Having set aside the moving defendants' default, the Court now will consider their request for default judgment. As noted in prior proceedings, the Court is satisfied that all defendants received adequate service of process and are sufficiently aware of the proceedings that have occurred in this case. See also Dan Herbeck, Aasiya Hassan's Life Insurance Disputed; Beneficiary Change Form Allegedly a Forgery, Buffalo News, Feb. 27, 2011, at A1. Despite having adequate notice, the 2008 Beneficiaries never have appeared or tried to set aside their default. At this point, the Court concludes that the 2008 Beneficiaries have made a decision not to litigate the proper ownership of the life insurance proceeds.
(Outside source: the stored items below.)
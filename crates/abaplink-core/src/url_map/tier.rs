//! Version-tier selection and base URL templates.

use super::version::DocVersion;

/// Documentation root shared by ABAP Cloud / SAP BTP releases.
const CLOUD_BASE: &str = "https://help.sap.com/doc/abapdocu_cp_index_htm/CLOUD/en-US";

/// Product tier a release belongs to.
///
/// `Cloud` and `S4Hana2025` currently publish under the same documentation
/// root but are distinct product lines; they stay separate variants so the
/// mapping can diverge without reworking callers.
#[derive(Debug, Clone, Copy, PartialEq, Eq)]
pub enum DocTier {
    /// ABAP Cloud / SAP BTP: releases >= 9.1, the "latest" sentinel, and
    /// anything undetermined or unparsable.
    Cloud,
    /// S/4HANA 2025 line: 8.1 inclusive up to 9.1 exclusive.
    S4Hana2025,
    /// Pre-8.1 on-premise releases with per-version documentation roots.
    Legacy,
}

impl DocTier {
    /// Classifies a `<major>.<minor>` release tag. Tags that do not parse as
    /// a number fall back to `Cloud`.
    pub fn for_release(release: &str) -> DocTier {
        let Ok(version) = release.parse::<f64>() else {
            return DocTier::Cloud;
        };
        if version >= 9.1 {
            DocTier::Cloud
        } else if version >= 8.1 {
            DocTier::S4Hana2025
        } else {
            DocTier::Legacy
        }
    }
}

/// Picks the documentation base URL for an extracted version.
///
/// Undetermined versions default to the cloud base rather than failing; an
/// incorrect but well-formed URL is the accepted failure mode when the
/// sniffing heuristics misfire.
pub fn base_url_for(version: Option<&DocVersion>) -> String {
    let release = match version {
        Some(DocVersion::Release(release)) => release,
        Some(DocVersion::Latest) | None => return CLOUD_BASE.to_string(),
    };
    match DocTier::for_release(release) {
        DocTier::Cloud | DocTier::S4Hana2025 => CLOUD_BASE.to_string(),
        DocTier::Legacy => {
            let digits = release.replace('.', "");
            format!("https://help.sap.com/doc/abapdocu_{digits}_index_htm/{release}/en-US")
        }
    }
}

#[cfg(test)]
mod tests {
    use super::*;

    #[test]
    fn tier_boundaries_inclusive_at_lower_bound() {
        assert_eq!(DocTier::for_release("9.1"), DocTier::Cloud);
        assert_eq!(DocTier::for_release("9.10"), DocTier::Cloud);
        assert_eq!(DocTier::for_release("8.1"), DocTier::S4Hana2025);
        assert_eq!(DocTier::for_release("8.50"), DocTier::S4Hana2025);
        assert_eq!(DocTier::for_release("7.58"), DocTier::Legacy);
        assert_eq!(DocTier::for_release("7.40"), DocTier::Legacy);
    }

    #[test]
    fn unparsable_release_falls_back_to_cloud() {
        assert_eq!(DocTier::for_release("n/a"), DocTier::Cloud);
        assert_eq!(DocTier::for_release(""), DocTier::Cloud);
    }

    #[test]
    fn cloud_and_s4hana_share_base_today() {
        let cloud = base_url_for(Some(&DocVersion::Release("9.10".to_string())));
        let s4 = base_url_for(Some(&DocVersion::Release("8.50".to_string())));
        assert_eq!(cloud, CLOUD_BASE);
        assert_eq!(s4, CLOUD_BASE);
    }

    #[test]
    fn latest_and_undetermined_use_cloud_base() {
        assert_eq!(base_url_for(Some(&DocVersion::Latest)), CLOUD_BASE);
        assert_eq!(base_url_for(None), CLOUD_BASE);
    }

    #[test]
    fn legacy_base_embeds_version_twice() {
        assert_eq!(
            base_url_for(Some(&DocVersion::Release("7.58".to_string()))),
            "https://help.sap.com/doc/abapdocu_758_index_htm/7.58/en-US"
        );
        assert_eq!(
            base_url_for(Some(&DocVersion::Release("7.40".to_string()))),
            "https://help.sap.com/doc/abapdocu_740_index_htm/7.40/en-US"
        );
    }
}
Accordingly, the Court hereby grants the moving defendants' request for default judgment. The Court will modify the request only slightly, to conform the respective percentages of ownership proposed in the motion to the percentages that appeared in the original 2006 policy. In accordance with the 2006 policy, the Clerk of the Court is directed to disburse the remaining balance of the life insurance proceeds as follows. Defendant Salma Zubair shall receive 52% of the remaining balance, which is equivalent to the 22% of the original amount that the life insurance policy directed. Defendant Asma Firfrey shall receive 36% of the remaining balance, corresponding to the 15% of the original amount set forth in the policy. Defendant Haaris Zubair shall receive 12% of the remaining balance, corresponding to the 5% of the original amount set forth in the policy. Payment shall be in the name of each respective defendant but may be delivered to their counsel, Joseph DeMarie of DeMarie & Schoenborn, P.C.
For all of the foregoing reasons, the Court grants the pending motion for reconsideration (Dkt. No. 40). The Clerk of the Court shall disburse the remaining balance of the life insurance proceeds as described above.